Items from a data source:
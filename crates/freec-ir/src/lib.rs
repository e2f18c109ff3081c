//! Intermediate representation for the freec compiler.
//!
//! The IR is an immutable tree produced by the parser and consumed by the
//! analysis and backend passes. Every node carries a byte-offset `Span`.
//!
//! This crate provides:
//! - `Name` / `QName` - identifiers and operator symbols, optionally qualified
//! - `Type` / `TypeSchema` - first-order types with prenex type variables
//! - `Expr` - expressions with one-level `case` patterns
//! - `TypeDecl` / `FuncDecl` / `TypeSig` / `Module` - declarations

pub mod decl;
pub mod expr;
pub mod module;
pub mod name;
pub mod types;

pub use decl::{ConDecl, DataDecl, FuncDecl, ImportDecl, TypeDecl, TypeSig, TypeSynDecl};
pub use expr::{Alt, ConPat, Expr, ExprKind, VarPat};
pub use module::Module;
pub use name::{DeclIdent, Name, QName, is_valid_ident};
pub use types::{Type, TypeSchema, TypeVarDecl};
use freec_common::Reporter;
use freec_ir::{FuncDecl, Module};

use super::*;

fn parse(source: &str) -> Module {
    let mut reporter = Reporter::new();
    let tokens = freec_scanner::scan("test.hs", source, &mut reporter).expect("scan");
    freec_parser::parse_module("test.hs", &tokens, &mut reporter).expect("parse")
}

fn analyze(source: &str, names: &[&str]) -> Result<Vec<usize>> {
    let module = parse(source);
    let funcs: Vec<&FuncDecl> = names
        .iter()
        .map(|name| {
            module
                .func_decls
                .iter()
                .find(|f| f.ident.name.as_str() == *name)
                .expect("function present")
        })
        .collect();
    let mut reporter = Reporter::new();
    find_decreasing_args(&funcs, module.name.as_deref(), "test.hs", &mut reporter)
}

#[test]
fn length_decreases_on_its_list() {
    let source = "length xs = case xs of\n  [] -> 0\n  y : ys -> 1 + length ys\n";
    assert_eq!(analyze(source, &["length"]).unwrap(), vec![0]);
}

#[test]
fn non_decreasing_call_is_rejected() {
    // Passing the scrutinee itself instead of the tail must fail.
    let source = "length xs = case xs of\n  [] -> 0\n  y : ys -> 1 + length xs\n";
    assert!(analyze(source, &["length"]).is_err());
}

#[test]
fn second_argument_can_be_the_decreasing_one() {
    let source = "drop n xs = case xs of\n  [] -> []\n  y : ys -> drop n ys\n";
    assert_eq!(analyze(source, &["drop"]).unwrap(), vec![1]);
}

#[test]
fn lowest_index_tuple_wins() {
    // Both arguments decrease; index 0 must be chosen.
    let source = "zipWeird xs ys = case xs of\n  [] -> []\n  a : as -> case ys of\n             [] -> []\n             b : bs -> zipWeird as bs\n";
    assert_eq!(analyze(source, &["zipWeird"]).unwrap(), vec![0]);
}

#[test]
fn mutual_even_odd() {
    let source = "\
data Nat = Zero | Succ Nat
even n = case n of
  Zero -> True
  Succ m -> odd m
odd n = case n of
  Zero -> False
  Succ m -> even m
";
    assert_eq!(analyze(source, &["even", "odd"]).unwrap(), vec![0, 0]);
}

#[test]
fn nested_case_extends_smaller() {
    // ys is smaller than xs; casing on ys makes its tail smaller too.
    let source = "f xs = case xs of\n  [] -> 0\n  y : ys -> case ys of\n             [] -> 0\n             z : zs -> f zs\n";
    assert_eq!(analyze(source, &["f"]).unwrap(), vec![0]);
}

#[test]
fn case_on_other_variable_does_not_extend() {
    // Casing on `other` must not make its pattern variables smaller.
    let source = "f xs other = case other of\n  z : zs -> f zs other\n  [] -> 0\n";
    assert!(analyze(source, &["f"]).is_err());
}

#[test]
fn shadowed_smaller_variable_is_removed() {
    // The lambda rebinds ys, so the inner call does not decrease.
    let source = "f xs = case xs of\n  [] -> id\n  y : ys -> \\ys -> f ys\n";
    assert!(analyze(source, &["f"]).is_err());
}

#[test]
fn bare_recursive_reference_is_rejected() {
    let source = "f xs = case xs of\n  [] -> 0\n  y : ys -> apply f ys\n";
    assert!(analyze(source, &["f"]).is_err());
}

#[test]
fn under_applied_recursive_call_is_rejected() {
    let source = "f a xs = case xs of\n  [] -> 0\n  y : ys -> apply (f a) ys\n";
    assert!(analyze(source, &["f"]).is_err());
}

#[test]
fn nullary_member_is_fatal() {
    let source = "loop = loop\n";
    assert!(analyze(source, &["loop"]).is_err());
}

#[test]
fn error_points_at_first_declaration() {
    let module = parse("f xs = f xs\n");
    let funcs: Vec<&FuncDecl> = module.func_decls.iter().collect();
    let mut reporter = Reporter::new();
    let result = find_decreasing_args(&funcs, None, "test.hs", &mut reporter);
    assert!(result.is_err());
    let diagnostic = reporter.diagnostics().last().unwrap();
    assert!(diagnostic.message.contains("decreasing argument"));
    assert_eq!(diagnostic.span, module.func_decls[0].ident.span);
}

» Task brief
Using the entries above, print each one again without any alteration.

» Task solution
filename crates/freec-ir/src/lib.rs
repository e2f18c109ff3081c
//! Intermediate representation for the freec compiler.
//!
//! The IR is an immutable tree produced by the parser and consumed by the
//! analysis and backend passes. Every node carries a byte-offset `Span`.
//!
//! This crate provides:
//! - `Name` / `QName` - identifiers and operator symbols, optionally qualified
//! - `Type` / `TypeSchema` - first-order types with prenex type variables
//! - `Expr` - expressions with one-level `case` patterns
//! - `TypeDecl` / `FuncDecl` / `TypeSig` / `Module` - declarations

pub mod decl;
pub mod expr;
pub mod module;
pub mod name;
pub mod types;

pub use decl::{ConDecl, DataDecl, FuncDecl, ImportDecl, TypeDecl, TypeSig, TypeSynDecl};
pub use expr::{Alt, ConPat, Expr, ExprKind, VarPat};
pub use module::Module;
pub use name::{DeclIdent, Name, QName, is_valid_ident};
pub use types::{Type, TypeSchema, TypeVarDecl};
use freec_common::Reporter;
use freec_ir::{FuncDecl, Module};

use super::*;

fn parse(source: &str) -> Module {
    let mut reporter = Reporter::new();
    let tokens = freec_scanner::scan("test.hs", source, &mut reporter).expect("scan");
    freec_parser::parse_module("test.hs", &tokens, &mut reporter).expect("parse")
}

fn analyze(source: &str, names: &[&str]) -> Result<Vec<usize>> {
    let module = parse(source);
    let funcs: Vec<&FuncDecl> = names
        .iter()
        .map(|name| {
            module
                .func_decls
                .iter()
                .find(|f| f.ident.name.as_str() == *name)
                .expect("function present")
        })
        .collect();
    let mut reporter = Reporter::new();
    find_decreasing_args(&funcs, module.name.as_deref(), "test.hs", &mut reporter)
}

#[test]
fn length_decreases_on_its_list() {
    let source = "length xs = case xs of\n  [] -> 0\n  y : ys -> 1 + length ys\n";
    assert_eq!(analyze(source, &["length"]).unwrap(), vec![0]);
}

#[test]
fn non_decreasing_call_is_rejected() {
    // Passing the scrutinee itself instead of the tail must fail.
    let source = "length xs = case xs of\n  [] -> 0\n  y : ys -> 1 + length xs\n";
    assert!(analyze(source, &["length"]).is_err());
}

#[test]
fn second_argument_can_be_the_decreasing_one() {
    let source = "drop n xs = case xs of\n  [] -> []\n  y : ys -> drop n ys\n";
    assert_eq!(analyze(source, &["drop"]).unwrap(), vec![1]);
}

#[test]
fn lowest_index_tuple_wins() {
    // Both arguments decrease; index 0 must be chosen.
    let source = "zipWeird xs ys = case xs of\n  [] -> []\n  a : as -> case ys of\n             [] -> []\n             b : bs -> zipWeird as bs\n";
    assert_eq!(analyze(source, &["zipWeird"]).unwrap(), vec![0]);
}

#[test]
fn mutual_even_odd() {
    let source = "\
data Nat = Zero | Succ Nat
even n = case n of
  Zero -> True
  Succ m -> odd m
odd n = case n of
  Zero -> False
  Succ m -> even m
";
    assert_eq!(analyze(source, &["even", "odd"]).unwrap(), vec![0, 0]);
}

#[test]
fn nested_case_extends_smaller() {
    // ys is smaller than xs; casing on ys makes its tail smaller too.
    let source = "f xs = case xs of\n  [] -> 0\n  y : ys -> case ys of\n             [] -> 0\n             z : zs -> f zs\n";
    assert_eq!(analyze(source, &["f"]).unwrap(), vec![0]);
}

#[test]
fn case_on_other_variable_does_not_extend() {
    // Casing on `other` must not make its pattern variables smaller.
    let source = "f xs other = case other of\n  z : zs -> f zs other\n  [] -> 0\n";
    assert!(analyze(source, &["f"]).is_err());
}

#[test]
fn shadowed_smaller_variable_is_removed() {
    // The lambda rebinds ys, so the inner call does not decrease.
    let source = "f xs = case xs of\n  [] -> id\n  y : ys -> \\ys -> f ys\n";
    assert!(analyze(source, &["f"]).is_err());
}

#[test]
fn bare_recursive_reference_is_rejected() {
    let source = "f xs = case xs of\n  [] -> 0\n  y : ys -> apply f ys\n";
    assert!(analyze(source, &["f"]).is_err());
}

#[test]
fn under_applied_recursive_call_is_rejected() {
    let source = "f a xs = case xs of\n  [] -> 0\n  y : ys -> apply (f a) ys\n";
    assert!(analyze(source, &["f"]).is_err());
}

#[test]
fn nullary_member_is_fatal() {
    let source = "loop = loop\n";
    assert!(analyze(source, &["loop"]).is_err());
}

#[test]
fn error_points_at_first_declaration() {
    let module = parse("f xs = f xs\n");
    let funcs: Vec<&FuncDecl> = module.func_decls.iter().collect();
    let mut reporter = Reporter::new();
    let result = find_decreasing_args(&funcs, None, "test.hs", &mut reporter);
    assert!(result.is_err());
    let diagnostic = reporter.diagnostics().last().unwrap();
    assert!(diagnostic.message.contains("decreasing argument"));
    assert_eq!(diagnostic.span, module.func_decls[0].ident.span);
}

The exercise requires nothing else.